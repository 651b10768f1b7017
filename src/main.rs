//! book-recommender CLI: content-based book recommendations from a CSV corpus.

use std::{
    fs::File,
    io::{BufReader, BufWriter, Write},
    path::{Path, PathBuf},
};

use anyhow::{Context, Result};
use book_recommender::{item::loader::load_csv, logging::init_logging, Config, Error, Snapshot};
use clap::{Args, Parser, Subcommand};
use tracing::info;

#[derive(Parser, Debug)]
#[command(name = "book-recommender")]
#[command(about = "Recommend books similar to one you like")]
#[command(version)]
struct Cli {
    /// TOML configuration file
    #[arg(long, global = true)]
    config: Option<PathBuf>,

    #[command(subcommand)]
    command: Commands,
}

#[derive(Args, Debug)]
#[group(required = true, multiple = false)]
struct Source {
    /// Corpus CSV with title, authors, categories and description columns
    #[arg(long)]
    corpus: Option<PathBuf>,

    /// Snapshot written by `build`
    #[arg(long)]
    snapshot: Option<PathBuf>,
}

#[derive(Subcommand, Debug)]
enum Commands {
    /// Recommend books similar to a title
    Recommend {
        #[command(flatten)]
        source: Source,

        /// Exact title of a book you like
        #[arg(short, long)]
        title: String,

        /// Number of recommendations (defaults to recommender.top_k)
        #[arg(short, long)]
        k: Option<usize>,
    },

    /// List every title in alphabetical order
    Titles {
        #[command(flatten)]
        source: Source,
    },

    /// Show corpus statistics
    Stats {
        #[command(flatten)]
        source: Source,
    },

    /// Build a snapshot and save it for later queries
    Build {
        /// Corpus CSV
        #[arg(long)]
        corpus: PathBuf,

        /// Output snapshot file
        #[arg(short, long)]
        out: PathBuf,
    },
}

fn main() -> Result<()> {
    let cli = Cli::parse();
    let config = Config::load(cli.config.as_deref()).context("failed to load configuration")?;
    init_logging(&config.logging)?;

    match cli.command {
        Commands::Recommend { source, title, k } => {
            let snapshot = open(&source, &config)?;
            cmd_recommend(&snapshot, &title, k.unwrap_or(config.recommender.top_k))
        }
        Commands::Titles { source } => {
            let snapshot = open(&source, &config)?;
            let stdout = std::io::stdout();
            let mut out = stdout.lock();
            for title in snapshot.sorted_titles() {
                writeln!(out, "{title}")?;
            }
            Ok(())
        }
        Commands::Stats { source } => {
            let snapshot = open(&source, &config)?;
            println!("{}", snapshot.stats());
            Ok(())
        }
        Commands::Build { corpus, out } => cmd_build(&corpus, &out, &config),
    }
}

fn build_from_csv(path: &Path, config: &Config) -> Result<Snapshot> {
    let items = load_csv(path).with_context(|| format!("failed to read {}", path.display()))?;
    Ok(Snapshot::build(items, &config.vectorizer)?)
}

fn open(source: &Source, config: &Config) -> Result<Snapshot> {
    match (&source.corpus, &source.snapshot) {
        (Some(corpus), _) => build_from_csv(corpus, config),
        (None, Some(path)) => {
            let file =
                File::open(path).with_context(|| format!("failed to open {}", path.display()))?;
            Ok(Snapshot::load(BufReader::new(file))?)
        }
        (None, None) => anyhow::bail!("either --corpus or --snapshot is required"),
    }
}

fn cmd_recommend(snapshot: &Snapshot, title: &str, k: usize) -> Result<()> {
    match snapshot.recommend(title, k) {
        Ok(recs) => {
            println!("Here are your recommended books:");
            for rec in recs {
                let rating = rec
                    .item
                    .average_rating
                    .map_or_else(|| "n/a".to_string(), |r| format!("{r:.2}"));
                println!();
                println!("{}", rec.item.title);
                println!("  by {}  Rating: {rating}", rec.item.authors);
                println!("  Categories: {}", rec.item.categories);
                println!("  Similarity: {:.4}", rec.score);
            }
            Ok(())
        }
        Err(Error::ItemNotFound { .. }) => {
            println!("Book not found in the dataset.");
            Ok(())
        }
        Err(e) => Err(e.into()),
    }
}

fn cmd_build(corpus: &Path, out: &Path, config: &Config) -> Result<()> {
    let snapshot = build_from_csv(corpus, config)?;
    let file = File::create(out).with_context(|| format!("failed to create {}", out.display()))?;
    let mut writer = BufWriter::new(file);
    snapshot.save(&mut writer)?;
    writer.flush()?;
    info!(path = %out.display(), items = snapshot.len(), "snapshot saved");
    Ok(())
}
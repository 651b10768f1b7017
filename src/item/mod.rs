pub mod loader;

use std::fmt;

use serde::{Deserialize, Serialize};

/// Columns every corpus must provide
pub const REQUIRED_COLUMNS: [&str; 4] = ["title", "authors", "categories", "description"];

/// Passthrough rating column, optional
pub const RATING_COLUMN: &str = "average_rating";

/// A recommendable book.
///
/// `id` is the position in the corpus and is reassigned when a snapshot is built.
/// `average_rating` is carried for display only and never feeds similarity.
#[derive(Debug, Clone, Default, PartialEq, Serialize, Deserialize)]
pub struct Item {
    pub id: usize,
    pub title: String,
    pub authors: String,
    pub categories: String,
    pub description: String,
    pub average_rating: Option<f64>,
}

impl Item {
    pub fn new(
        title: impl Into<String>,
        authors: impl Into<String>,
        categories: impl Into<String>,
        description: impl Into<String>,
    ) -> Self {
        Item {
            id: 0,
            title: title.into(),
            authors: authors.into(),
            categories: categories.into(),
            description: description.into(),
            average_rating: None,
        }
    }

    pub fn with_rating(mut self, rating: f64) -> Self {
        self.average_rating = Some(rating);
        self
    }
}

/// The text the vectorizer sees for one item
#[derive(Debug, Clone, PartialEq, Eq, Hash)]
pub struct CombinedDocument(String);

impl CombinedDocument {
    pub fn as_str(&self) -> &str {
        &self.0
    }
}

impl AsRef<str> for CombinedDocument {
    fn as_ref(&self) -> &str {
        &self.0
    }
}

impl fmt::Display for CombinedDocument {
    fn fmt(&self, f: &mut fmt::Formatter<'_>) -> fmt::Result {
        f.write_str(&self.0)
    }
}

/// Join categories, authors and description with a single space, in that order.
/// Empty fields stay as empty strings so the layout never changes.
pub fn compose(item: &Item) -> CombinedDocument {
    let mut doc = String::with_capacity(
        item.categories.len() + item.authors.len() + item.description.len() + 2,
    );
    doc.push_str(&item.categories);
    doc.push(' ');
    doc.push_str(&item.authors);
    doc.push(' ');
    doc.push_str(&item.description);
    CombinedDocument(doc)
}

#[cfg(test)]
mod tests {
    use super::*;

    #[test]
    fn fields_are_joined_in_fixed_order() {
        let item = Item::new("Dune", "Frank Herbert", "Fiction", "Desert planet politics");
        assert_eq!(
            compose(&item).as_str(),
            "Fiction Frank Herbert Desert planet politics"
        );
    }

    #[test]
    fn empty_fields_keep_separators() {
        let item = Item::new("Untitled", "", "Poetry", "");
        assert_eq!(compose(&item).as_str(), "Poetry  ");
        assert_eq!(compose(&Item::default()).as_str(), "  ");
    }

    #[test]
    fn title_and_rating_are_not_part_of_the_document() {
        let item = Item::new("Emma", "Jane Austen", "Classics", "Matchmaking").with_rating(4.1);
        let doc = compose(&item);
        assert!(!doc.as_str().contains("Emma"));
        assert!(!doc.as_str().contains("4.1"));
    }
}
//! Session repository trait.

use async_trait::async_trait;

use super::error::RepositoryResult;
use crate::db::models::{NewSession, Session, SessionId, SessionSummary, SessionUpdate};

/// Repository trait for saved schedule sessions.
///
/// Inputs reaching a repository have already been normalized by
/// [`crate::db::services`]; implementations still refuse a blank name.
///
/// # Thread Safety
/// Implementations must be `Send + Sync` to work with async Rust.
#[async_trait]
pub trait SessionRepository: Send + Sync {
    /// Check if the store is reachable.
    ///
    /// # Returns
    /// - `Ok(true)` if sessions can be stored and read
    /// - `Ok(false)` if the store reports itself unavailable
    /// - `Err(RepositoryError)` if the check itself failed
    async fn health_check(&self) -> RepositoryResult<bool>;

    /// List all sessions, most recently updated first.
    async fn list_sessions(&self) -> RepositoryResult<Vec<SessionSummary>>;

    /// Store a new session.
    ///
    /// # Returns
    /// * `Ok(SessionSummary)` - Summary including the assigned ID
    /// * `Err(RepositoryError::Invalid)` - If the name is blank
    async fn create_session(&self, session: NewSession) -> RepositoryResult<SessionSummary>;

    /// Retrieve a full session by ID.
    ///
    /// # Returns
    /// * `Ok(Session)` - The session including its stored result
    /// * `Err(RepositoryError::NotFound)` - If the session doesn't exist
    async fn get_session(&self, id: SessionId) -> RepositoryResult<Session>;

    /// The most recently updated session, if any.
    async fn latest_session(&self) -> RepositoryResult<Option<Session>>;

    /// Apply a partial update and bump `updated_at`.
    ///
    /// # Returns
    /// * `Ok(SessionSummary)` - The updated summary
    /// * `Err(RepositoryError::NotFound)` - If the session doesn't exist
    /// * `Err(RepositoryError::Invalid)` - If a supplied name is blank
    async fn update_session(
        &self,
        id: SessionId,
        update: SessionUpdate,
    ) -> RepositoryResult<SessionSummary>;

    /// Delete a session.
    ///
    /// # Returns
    /// * `Err(RepositoryError::NotFound)` - If the session doesn't exist
    async fn delete_session(&self, id: SessionId) -> RepositoryResult<()>;
}
//! In-memory local repository implementation.
//!
//! Sessions live in a `BTreeMap` behind a `parking_lot::RwLock`, which gives
//! fast, deterministic and isolated behaviour for tests and for running the
//! session server without a database.

use async_trait::async_trait;
use chrono::Utc;
use parking_lot::RwLock;
use std::collections::BTreeMap;
use std::sync::Arc;

use crate::db::models::{NewSession, Session, SessionId, SessionSummary, SessionUpdate};
use crate::db::repository::{ErrorContext, RepositoryError, RepositoryResult, SessionRepository};
use crate::db::services::{normalize_name, normalize_text};

/// In-memory local repository.
///
/// # Example
/// ```
/// use r2s_workspace::db::repositories::LocalRepository;
/// use r2s_workspace::db::SessionRepository;
///
/// # tokio_test_block_on(async {
/// let repo = LocalRepository::new();
/// assert!(repo.list_sessions().await.unwrap().is_empty());
/// # });
/// # fn tokio_test_block_on<F: std::future::Future>(f: F) -> F::Output {
/// #     tokio::runtime::Runtime::new().unwrap().block_on(f)
/// # }
/// ```
#[derive(Clone)]
pub struct LocalRepository {
    data: Arc<RwLock<LocalData>>,
}

struct StoredSession {
    session: Session,
    /// Write sequence, breaks `updated_at` ties.
    touched: u64,
}

struct LocalData {
    sessions: BTreeMap<SessionId, StoredSession>,
    next_session_id: SessionId,
    next_touch: u64,
    is_healthy: bool,
}

impl Default for LocalData {
    fn default() -> Self {
        Self {
            sessions: BTreeMap::new(),
            next_session_id: SessionId(1),
            next_touch: 1,
            is_healthy: true,
        }
    }
}

impl LocalData {
    fn touch(&mut self) -> u64 {
        let seq = self.next_touch;
        self.next_touch += 1;
        seq
    }

    fn ordered(&self) -> Vec<&StoredSession> {
        let mut stored: Vec<&StoredSession> = self.sessions.values().collect();
        stored.sort_by(|a, b| {
            b.session
                .summary
                .updated_at
                .cmp(&a.session.summary.updated_at)
                .then(b.touched.cmp(&a.touched))
        });
        stored
    }
}

impl LocalRepository {
    /// Create a new empty local repository.
    pub fn new() -> Self {
        Self {
            data: Arc::new(RwLock::new(LocalData::default())),
        }
    }

    /// Set the health status for testing connection failures.
    pub fn set_healthy(&self, healthy: bool) {
        self.data.write().is_healthy = healthy;
    }

    /// Clear all data from the repository.
    pub fn clear(&self) {
        let mut data = self.data.write();
        *data = LocalData {
            is_healthy: data.is_healthy,
            ..Default::default()
        };
    }

    /// Get the number of sessions stored.
    pub fn session_count(&self) -> usize {
        self.data.read().sessions.len()
    }

    /// Check if a session exists.
    pub fn has_session(&self, id: SessionId) -> bool {
        self.data.read().sessions.contains_key(&id)
    }

    /// Helper to check health and return error if unhealthy.
    fn check_health(&self, operation: &str) -> RepositoryResult<()> {
        if !self.data.read().is_healthy {
            return Err(RepositoryError::unavailable(
                "Session store is not healthy",
                ErrorContext::new(operation),
            ));
        }
        Ok(())
    }

    fn not_found(id: SessionId, operation: &str) -> RepositoryError {
        RepositoryError::not_found(
            "Session not found",
            ErrorContext::new(operation).for_session(id),
        )
    }
}

impl Default for LocalRepository {
    fn default() -> Self {
        Self::new()
    }
}

#[async_trait]
impl SessionRepository for LocalRepository {
    async fn health_check(&self) -> RepositoryResult<bool> {
        Ok(self.data.read().is_healthy)
    }

    async fn list_sessions(&self) -> RepositoryResult<Vec<SessionSummary>> {
        self.check_health("list_sessions")?;
        let data = self.data.read();
        Ok(data
            .ordered()
            .into_iter()
            .map(|stored| stored.session.summary.clone())
            .collect())
    }

    async fn create_session(&self, session: NewSession) -> RepositoryResult<SessionSummary> {
        self.check_health("create_session")?;
        let name = normalize_name(&session.name, "create_session")?;

        let mut data = self.data.write();
        let id = data.next_session_id;
        data.next_session_id = SessionId(id.0 + 1);
        let touched = data.touch();
        let now = Utc::now();

        let summary = SessionSummary {
            id,
            name,
            created_at: now,
            updated_at: now,
            academic_year: normalize_text(session.academic_year),
            notes: normalize_text(session.notes),
            resident_count: session.api_response.residents.len(),
        };
        data.sessions.insert(
            id,
            StoredSession {
                session: Session {
                    summary: summary.clone(),
                    api_response: session.api_response,
                },
                touched,
            },
        );
        Ok(summary)
    }

    async fn get_session(&self, id: SessionId) -> RepositoryResult<Session> {
        self.check_health("get_session")?;
        let data = self.data.read();
        data.sessions
            .get(&id)
            .map(|stored| stored.session.clone())
            .ok_or_else(|| Self::not_found(id, "get_session"))
    }

    async fn latest_session(&self) -> RepositoryResult<Option<Session>> {
        self.check_health("latest_session")?;
        let data = self.data.read();
        Ok(data
            .ordered()
            .first()
            .map(|stored| stored.session.clone()))
    }

    async fn update_session(
        &self,
        id: SessionId,
        update: SessionUpdate,
    ) -> RepositoryResult<SessionSummary> {
        self.check_health("update_session")?;
        let name = update
            .name
            .as_deref()
            .map(|name| normalize_name(name, "update_session"))
            .transpose()?;

        let mut data = self.data.write();
        let touched = data.touch();
        let stored = data
            .sessions
            .get_mut(&id)
            .ok_or_else(|| Self::not_found(id, "update_session"))?;

        let session = &mut stored.session;
        if let Some(name) = name {
            session.summary.name = name;
        }
        if update.notes.is_some() {
            session.summary.notes = normalize_text(update.notes);
        }
        if update.academic_year.is_some() {
            session.summary.academic_year = normalize_text(update.academic_year);
        }
        if let Some(api_response) = update.api_response {
            session.summary.resident_count = api_response.residents.len();
            session.api_response = api_response;
        }
        session.summary.updated_at = Utc::now().max(session.summary.updated_at);
        stored.touched = touched;

        Ok(stored.session.summary.clone())
    }

    async fn delete_session(&self, id: SessionId) -> RepositoryResult<()> {
        self.check_health("delete_session")?;
        let mut data = self.data.write();
        data.sessions
            .remove(&id)
            .map(|_| ())
            .ok_or_else(|| Self::not_found(id, "delete_session"))
    }
}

Your objective
Within the material above, copy exactly the lines from the line that holds "fn check_health(&self, operation: &str)" up to and including the line that holds "impl SessionRepository for".

Exercise solution
    fn check_health(&self, operation: &str) -> RepositoryResult<()> {
        if !self.data.read().is_healthy {
            return Err(RepositoryError::unavailable(
                "Session store is not healthy",
                ErrorContext::new(operation),
            ));
        }
        Ok(())
    }

    fn not_found(id: SessionId, operation: &str) -> RepositoryError {
        RepositoryError::not_found(
            "Session not found",
            ErrorContext::new(operation).for_session(id),
        )
    }
}

impl Default for LocalRepository {
    fn default() -> Self {
        Self::new()
    }
}

#[async_trait]
impl SessionRepository for LocalRepository {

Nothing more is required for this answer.